▶ [Input records]:
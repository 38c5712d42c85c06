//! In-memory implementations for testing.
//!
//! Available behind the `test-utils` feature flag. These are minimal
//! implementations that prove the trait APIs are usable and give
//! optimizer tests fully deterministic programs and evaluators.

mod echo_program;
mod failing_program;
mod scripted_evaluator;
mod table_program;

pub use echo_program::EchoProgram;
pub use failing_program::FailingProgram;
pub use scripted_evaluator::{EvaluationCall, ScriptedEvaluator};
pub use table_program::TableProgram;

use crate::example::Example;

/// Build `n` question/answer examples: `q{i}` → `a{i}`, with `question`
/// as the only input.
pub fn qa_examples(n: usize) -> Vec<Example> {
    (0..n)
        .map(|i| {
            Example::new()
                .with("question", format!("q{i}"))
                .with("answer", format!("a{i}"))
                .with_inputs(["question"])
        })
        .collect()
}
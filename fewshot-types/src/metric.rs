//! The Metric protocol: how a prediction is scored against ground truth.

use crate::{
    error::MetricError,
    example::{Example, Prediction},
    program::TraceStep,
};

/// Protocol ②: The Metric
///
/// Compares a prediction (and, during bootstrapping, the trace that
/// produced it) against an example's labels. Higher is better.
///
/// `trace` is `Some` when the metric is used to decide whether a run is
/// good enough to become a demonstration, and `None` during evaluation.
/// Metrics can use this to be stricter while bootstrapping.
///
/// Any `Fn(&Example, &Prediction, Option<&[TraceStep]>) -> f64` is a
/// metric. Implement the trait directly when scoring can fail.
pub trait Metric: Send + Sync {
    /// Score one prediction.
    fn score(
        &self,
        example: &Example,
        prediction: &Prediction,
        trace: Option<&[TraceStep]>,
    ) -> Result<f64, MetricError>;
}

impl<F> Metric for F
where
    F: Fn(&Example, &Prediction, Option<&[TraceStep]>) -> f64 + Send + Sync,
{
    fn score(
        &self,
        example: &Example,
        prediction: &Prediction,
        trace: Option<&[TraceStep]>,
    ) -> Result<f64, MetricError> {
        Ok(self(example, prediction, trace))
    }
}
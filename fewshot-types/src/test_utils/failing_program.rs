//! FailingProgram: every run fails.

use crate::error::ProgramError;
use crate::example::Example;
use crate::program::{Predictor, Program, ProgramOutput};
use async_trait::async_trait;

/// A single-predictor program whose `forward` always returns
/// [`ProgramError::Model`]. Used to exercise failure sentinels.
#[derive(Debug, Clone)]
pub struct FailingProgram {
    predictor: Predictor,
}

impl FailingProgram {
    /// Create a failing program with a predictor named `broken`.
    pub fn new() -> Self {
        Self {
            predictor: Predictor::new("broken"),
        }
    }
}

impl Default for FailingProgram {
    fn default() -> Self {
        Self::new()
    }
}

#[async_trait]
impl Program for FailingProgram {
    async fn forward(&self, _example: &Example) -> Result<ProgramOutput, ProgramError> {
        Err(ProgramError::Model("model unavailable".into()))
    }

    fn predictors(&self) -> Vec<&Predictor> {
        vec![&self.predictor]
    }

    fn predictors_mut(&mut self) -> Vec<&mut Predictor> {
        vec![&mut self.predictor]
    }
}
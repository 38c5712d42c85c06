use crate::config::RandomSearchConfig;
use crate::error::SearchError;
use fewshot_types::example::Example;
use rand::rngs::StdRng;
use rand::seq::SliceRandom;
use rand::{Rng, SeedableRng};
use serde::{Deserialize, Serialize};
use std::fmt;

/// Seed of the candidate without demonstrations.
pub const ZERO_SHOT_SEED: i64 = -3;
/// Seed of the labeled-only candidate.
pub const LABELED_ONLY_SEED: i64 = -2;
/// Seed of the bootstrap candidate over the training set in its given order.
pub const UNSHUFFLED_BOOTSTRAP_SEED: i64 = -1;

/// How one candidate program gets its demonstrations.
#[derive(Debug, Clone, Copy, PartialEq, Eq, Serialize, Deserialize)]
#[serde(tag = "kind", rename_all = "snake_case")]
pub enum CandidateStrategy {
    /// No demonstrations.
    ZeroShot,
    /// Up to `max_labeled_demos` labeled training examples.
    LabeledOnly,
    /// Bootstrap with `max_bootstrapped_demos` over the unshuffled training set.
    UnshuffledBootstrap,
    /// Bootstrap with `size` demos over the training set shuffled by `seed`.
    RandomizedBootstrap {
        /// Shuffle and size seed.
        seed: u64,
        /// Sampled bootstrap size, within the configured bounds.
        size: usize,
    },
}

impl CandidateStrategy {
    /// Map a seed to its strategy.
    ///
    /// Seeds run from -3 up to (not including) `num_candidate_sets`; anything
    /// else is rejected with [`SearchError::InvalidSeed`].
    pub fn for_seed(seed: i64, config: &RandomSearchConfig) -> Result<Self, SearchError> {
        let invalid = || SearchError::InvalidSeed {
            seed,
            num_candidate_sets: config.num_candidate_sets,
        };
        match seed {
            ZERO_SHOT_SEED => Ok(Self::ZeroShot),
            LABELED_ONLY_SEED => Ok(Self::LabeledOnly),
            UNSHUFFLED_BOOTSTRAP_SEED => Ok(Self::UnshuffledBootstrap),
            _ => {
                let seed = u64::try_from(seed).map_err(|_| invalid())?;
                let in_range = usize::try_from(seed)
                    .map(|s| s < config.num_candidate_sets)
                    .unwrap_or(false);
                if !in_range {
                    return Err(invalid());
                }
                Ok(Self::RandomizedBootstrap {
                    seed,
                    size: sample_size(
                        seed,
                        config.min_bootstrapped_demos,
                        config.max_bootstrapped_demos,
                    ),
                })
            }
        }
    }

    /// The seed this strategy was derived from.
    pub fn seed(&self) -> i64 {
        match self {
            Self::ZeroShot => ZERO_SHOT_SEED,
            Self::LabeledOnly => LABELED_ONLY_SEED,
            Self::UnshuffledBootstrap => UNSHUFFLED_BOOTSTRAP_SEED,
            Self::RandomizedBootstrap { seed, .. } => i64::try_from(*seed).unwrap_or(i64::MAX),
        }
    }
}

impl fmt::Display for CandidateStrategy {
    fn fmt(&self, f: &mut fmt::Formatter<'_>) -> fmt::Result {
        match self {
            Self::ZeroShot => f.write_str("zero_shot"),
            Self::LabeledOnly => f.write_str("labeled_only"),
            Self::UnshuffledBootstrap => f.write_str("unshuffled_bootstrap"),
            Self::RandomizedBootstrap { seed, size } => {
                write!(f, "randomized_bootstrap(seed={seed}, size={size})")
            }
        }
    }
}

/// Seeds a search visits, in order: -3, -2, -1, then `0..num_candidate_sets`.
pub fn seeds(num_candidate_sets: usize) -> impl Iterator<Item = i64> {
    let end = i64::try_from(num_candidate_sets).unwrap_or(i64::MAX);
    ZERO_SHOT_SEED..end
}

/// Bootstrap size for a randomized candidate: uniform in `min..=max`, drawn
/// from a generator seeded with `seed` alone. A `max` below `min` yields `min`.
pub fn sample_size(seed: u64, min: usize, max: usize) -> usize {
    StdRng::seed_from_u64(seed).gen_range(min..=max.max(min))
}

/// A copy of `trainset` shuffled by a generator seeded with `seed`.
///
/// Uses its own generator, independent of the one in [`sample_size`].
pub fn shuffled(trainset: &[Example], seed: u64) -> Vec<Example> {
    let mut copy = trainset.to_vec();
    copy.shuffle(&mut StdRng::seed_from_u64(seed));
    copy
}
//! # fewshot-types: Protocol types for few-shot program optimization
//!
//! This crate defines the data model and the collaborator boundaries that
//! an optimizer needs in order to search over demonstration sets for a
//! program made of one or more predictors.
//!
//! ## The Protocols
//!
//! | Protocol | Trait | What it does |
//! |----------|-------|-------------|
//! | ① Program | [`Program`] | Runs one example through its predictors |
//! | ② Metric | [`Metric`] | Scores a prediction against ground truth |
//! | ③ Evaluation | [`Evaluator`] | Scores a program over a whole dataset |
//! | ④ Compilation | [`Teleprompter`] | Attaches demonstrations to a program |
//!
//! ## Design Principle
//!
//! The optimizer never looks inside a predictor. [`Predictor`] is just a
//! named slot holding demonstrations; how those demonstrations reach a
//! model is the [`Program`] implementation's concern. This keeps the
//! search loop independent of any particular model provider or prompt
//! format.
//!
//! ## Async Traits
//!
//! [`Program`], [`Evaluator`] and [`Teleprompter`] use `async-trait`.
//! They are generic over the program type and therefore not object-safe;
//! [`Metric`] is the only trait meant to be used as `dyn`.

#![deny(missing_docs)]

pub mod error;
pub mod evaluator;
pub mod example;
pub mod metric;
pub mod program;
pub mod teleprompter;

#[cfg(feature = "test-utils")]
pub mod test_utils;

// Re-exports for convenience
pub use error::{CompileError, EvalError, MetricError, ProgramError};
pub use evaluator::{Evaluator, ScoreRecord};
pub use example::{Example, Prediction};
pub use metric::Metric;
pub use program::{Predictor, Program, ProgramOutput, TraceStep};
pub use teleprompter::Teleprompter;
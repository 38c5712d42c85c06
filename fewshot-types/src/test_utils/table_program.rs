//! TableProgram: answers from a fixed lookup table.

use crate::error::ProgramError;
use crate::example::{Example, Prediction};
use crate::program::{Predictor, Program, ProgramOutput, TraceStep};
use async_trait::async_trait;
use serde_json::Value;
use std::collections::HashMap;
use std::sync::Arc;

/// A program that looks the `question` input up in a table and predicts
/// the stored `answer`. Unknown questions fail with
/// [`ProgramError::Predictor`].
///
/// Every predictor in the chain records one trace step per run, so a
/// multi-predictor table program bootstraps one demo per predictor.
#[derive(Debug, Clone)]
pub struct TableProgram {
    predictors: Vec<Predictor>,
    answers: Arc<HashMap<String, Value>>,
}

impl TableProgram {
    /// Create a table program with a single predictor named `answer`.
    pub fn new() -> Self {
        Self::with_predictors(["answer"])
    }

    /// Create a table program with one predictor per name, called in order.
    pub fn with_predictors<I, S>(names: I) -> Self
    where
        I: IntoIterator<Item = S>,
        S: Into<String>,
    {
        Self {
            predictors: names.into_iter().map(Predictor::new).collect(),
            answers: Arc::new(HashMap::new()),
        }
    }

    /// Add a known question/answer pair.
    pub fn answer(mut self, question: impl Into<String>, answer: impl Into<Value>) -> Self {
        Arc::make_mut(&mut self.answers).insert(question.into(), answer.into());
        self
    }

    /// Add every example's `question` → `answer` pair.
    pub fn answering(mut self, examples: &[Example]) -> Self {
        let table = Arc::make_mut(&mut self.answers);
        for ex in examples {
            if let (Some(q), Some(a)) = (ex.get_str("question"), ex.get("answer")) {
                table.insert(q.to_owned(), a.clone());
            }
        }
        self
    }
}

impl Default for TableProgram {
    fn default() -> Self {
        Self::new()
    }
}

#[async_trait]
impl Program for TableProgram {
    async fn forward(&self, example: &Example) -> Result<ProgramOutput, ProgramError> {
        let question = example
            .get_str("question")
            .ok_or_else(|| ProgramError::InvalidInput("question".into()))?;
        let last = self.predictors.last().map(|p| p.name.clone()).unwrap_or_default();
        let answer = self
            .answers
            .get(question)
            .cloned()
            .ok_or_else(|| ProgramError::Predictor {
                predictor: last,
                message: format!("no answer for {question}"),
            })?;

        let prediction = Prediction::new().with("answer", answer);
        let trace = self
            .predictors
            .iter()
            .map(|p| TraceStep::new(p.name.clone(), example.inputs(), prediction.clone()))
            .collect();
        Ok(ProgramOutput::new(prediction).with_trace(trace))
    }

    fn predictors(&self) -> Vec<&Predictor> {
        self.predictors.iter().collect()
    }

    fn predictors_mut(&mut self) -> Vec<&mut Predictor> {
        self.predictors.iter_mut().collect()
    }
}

▶ [Assigned task]: Using the records above, restate word for word the lines from the one with "Ok(self(example, prediction, trace))" through the one with "Eq, Serialize, Deserialize)]", both included.

▶ [Result of this exercise]:
        Ok(self(example, prediction, trace))
    }
}
filename fewshot-types/src/test_utils/failing_program.rs
//! FailingProgram: every run fails.

use crate::error::ProgramError;
use crate::example::Example;
use crate::program::{Predictor, Program, ProgramOutput};
use async_trait::async_trait;

/// A single-predictor program whose `forward` always returns
/// [`ProgramError::Model`]. Used to exercise failure sentinels.
#[derive(Debug, Clone)]
pub struct FailingProgram {
    predictor: Predictor,
}

impl FailingProgram {
    /// Create a failing program with a predictor named `broken`.
    pub fn new() -> Self {
        Self {
            predictor: Predictor::new("broken"),
        }
    }
}

impl Default for FailingProgram {
    fn default() -> Self {
        Self::new()
    }
}

#[async_trait]
impl Program for FailingProgram {
    async fn forward(&self, _example: &Example) -> Result<ProgramOutput, ProgramError> {
        Err(ProgramError::Model("model unavailable".into()))
    }

    fn predictors(&self) -> Vec<&Predictor> {
        vec![&self.predictor]
    }

    fn predictors_mut(&mut self) -> Vec<&mut Predictor> {
        vec![&mut self.predictor]
    }
}
repository 38c5712d42c85c06
use crate::config::RandomSearchConfig;
use crate::error::SearchError;
use fewshot_types::example::Example;
use rand::rngs::StdRng;
use rand::seq::SliceRandom;
use rand::{Rng, SeedableRng};
use serde::{Deserialize, Serialize};
use std::fmt;

/// Seed of the candidate without demonstrations.
pub const ZERO_SHOT_SEED: i64 = -3;
/// Seed of the labeled-only candidate.
pub const LABELED_ONLY_SEED: i64 = -2;
/// Seed of the bootstrap candidate over the training set in its given order.
pub const UNSHUFFLED_BOOTSTRAP_SEED: i64 = -1;

/// How one candidate program gets its demonstrations.
#[derive(Debug, Clone, Copy, PartialEq, Eq, Serialize, Deserialize)]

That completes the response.